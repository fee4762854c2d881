//! Client settings
//!
//! Settings come from an optional JSON file; every field has a default so a
//! partial file is fine. Command-line flags override the file.

use std::path::Path;

use anyhow::Context;
use mb_bus::TransportConfig;
use mb_detect::ScannerConfig;
use serde::{Deserialize, Serialize};

/// A device configured by hand instead of discovered
#[derive(Debug, Clone, Serialize, Deserialize, PartialEq, Eq)]
pub struct ForcedDevice {
    /// Model name as listed by `--models`
    pub model: String,
    /// Unit address on the configured bus
    pub unit: u8,
    /// Line rate (defaults to the client's rate)
    #[serde(default)]
    pub rate: Option<u32>,
}

/// Client settings
#[derive(Debug, Clone, Serialize, Deserialize, PartialEq)]
#[serde(default)]
pub struct Settings {
    /// Transport timeouts and warm-up
    pub transport: TransportConfig,
    /// Scan timing and candidate rates
    pub scanner: ScannerConfig,
    /// Rescan periodically while no device is known
    pub auto_scan: bool,
    /// Devices constructed without probing
    pub devices: Vec<ForcedDevice>,
}

impl Default for Settings {
    fn default() -> Self {
        Self {
            transport: TransportConfig::default(),
            scanner: ScannerConfig::default(),
            auto_scan: true,
            devices: Vec::new(),
        }
    }
}

impl Settings {
    /// Load settings from a JSON file
    pub fn load(path: &Path) -> anyhow::Result<Self> {
        let text = std::fs::read_to_string(path)
            .with_context(|| format!("Failed to read settings from {}", path.display()))?;
        serde_json::from_str(&text)
            .with_context(|| format!("Failed to parse settings in {}", path.display()))
    }
}
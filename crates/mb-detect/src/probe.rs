//! Model probing
//!
//! Probing reads the signature registers that apply to a candidate spec, in
//! registration order, and constructs the first model whose signature value
//! matches. An empty bus address is the normal case, so "not found" is an
//! outcome rather than an error; the reason is kept for logging.
//!
//! Probing never writes to the device.

use std::sync::Arc;
use std::time::Duration;

use mb_bus::{BusError, RegisterCoder, TransportHandle, TransportRegistry};
use tracing::{debug, info, trace};

use crate::device::Device;
use crate::signature::{ModelTable, UnitScope};
use crate::spec::DeviceSpec;

/// Default response timeout while probing
pub const DEFAULT_PROBE_TIMEOUT: Duration = Duration::from_millis(100);

/// Why a probe found nothing
#[derive(Debug, Clone, Copy, PartialEq, Eq)]
pub enum Absence {
    /// No signature applies to the spec's mode, rate or unit
    NotApplicable,
    /// Nothing answered within the timeout
    NoResponse,
    /// Something answered, but no signature value matched
    Mismatch,
    /// The transport failed
    TransportFailure,
}

impl Absence {
    /// Rank used to report the most informative reason
    fn weight(&self) -> u8 {
        match self {
            Absence::NotApplicable => 0,
            Absence::NoResponse => 1,
            Absence::TransportFailure => 2,
            Absence::Mismatch => 3,
        }
    }
}

/// Result of probing one spec
#[derive(Debug)]
pub enum ProbeOutcome {
    Found(Box<dyn Device>),
    NotFound(Absence),
}

impl ProbeOutcome {
    pub fn is_found(&self) -> bool {
        matches!(self, ProbeOutcome::Found(_))
    }

    pub fn into_device(self) -> Option<Box<dyn Device>> {
        match self {
            ProbeOutcome::Found(device) => Some(device),
            ProbeOutcome::NotFound(_) => None,
        }
    }
}

/// Identifies devices by their signature registers
#[derive(Debug, Clone)]
pub struct ModelProbe {
    table: Arc<ModelTable>,
    timeout: Duration,
}

impl ModelProbe {
    /// Create a probe with the default timeout
    pub fn new(table: Arc<ModelTable>) -> Self {
        Self {
            table,
            timeout: DEFAULT_PROBE_TIMEOUT,
        }
    }

    pub fn with_timeout(mut self, timeout: Duration) -> Self {
        self.timeout = timeout;
        self
    }

    pub fn table(&self) -> &ModelTable {
        &self.table
    }

    /// Probe `spec` over an already acquired transport
    pub async fn probe(
        &self,
        spec: &DeviceSpec,
        handle: &TransportHandle,
        scope: UnitScope,
    ) -> ProbeOutcome {
        let mut absence = Absence::NotApplicable;

        for sig in self.table.signatures() {
            if !sig.applies_to(spec, scope) {
                continue;
            }

            let mut coder = RegisterCoder::new().with_timeout(self.timeout);
            let reason = match coder.read_one(handle, spec.unit, &sig.register).await {
                Ok(value) => match sig.lookup(&value) {
                    Some(entry) => {
                        debug!("{}: signature {} = {} -> {}", spec, sig.register.address, value, entry.name);
                        return ProbeOutcome::Found(entry.create(spec.clone()));
                    }
                    None => {
                        trace!("{}: signature {} = {} matches no model", spec, sig.register.address, value);
                        Absence::Mismatch
                    }
                },
                Err(BusError::Timeout { .. }) => Absence::NoResponse,
                Err(e) if e.is_transport() => {
                    debug!("{}: transport failed while probing: {}", spec, e);
                    Absence::TransportFailure
                }
                Err(e) => {
                    trace!("{}: signature {} unreadable: {}", spec, sig.register.address, e);
                    Absence::Mismatch
                }
            };

            if reason.weight() > absence.weight() {
                absence = reason;
            }
            if reason == Absence::TransportFailure {
                break;
            }
        }

        trace!("{}: not found ({:?})", spec, absence);
        ProbeOutcome::NotFound(absence)
    }

    /// Probe a list of explicit specs, acquiring transports as needed
    ///
    /// Signatures are tried regardless of their default units. `progress`
    /// is called once per spec with the device found, if any.
    pub async fn probe_specs<F>(
        &self,
        registry: &TransportRegistry,
        specs: &[DeviceSpec],
        mut progress: F,
    ) -> Vec<Box<dyn Device>>
    where
        F: FnMut(&DeviceSpec, Option<&dyn Device>),
    {
        let mut found = Vec::new();

        for spec in specs {
            let outcome = match registry.acquire(&spec.endpoint).await {
                Ok(handle) => {
                    let outcome = self.probe(spec, &handle, UnitScope::Any).await;
                    handle.release();
                    outcome
                }
                Err(e) => {
                    info!("Cannot probe {}: {}", spec, e);
                    ProbeOutcome::NotFound(Absence::TransportFailure)
                }
            };

            match outcome.into_device() {
                Some(device) => {
                    info!("Found {} at {}", device.model(), spec);
                    progress(spec, Some(device.as_ref()));
                    found.push(device);
                }
                None => progress(spec, None),
            }
        }

        found
    }
}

THE TASK ▸
Only the lines containing the string "entry" are needed; pull them out of the records.

SOLUTION ▸
                    Some(entry) => {
                        debug!("{}: signature {} = {} -> {}", spec, sig.register.address, value, entry.name);
                        return ProbeOutcome::Found(entry.create(spec.clone()));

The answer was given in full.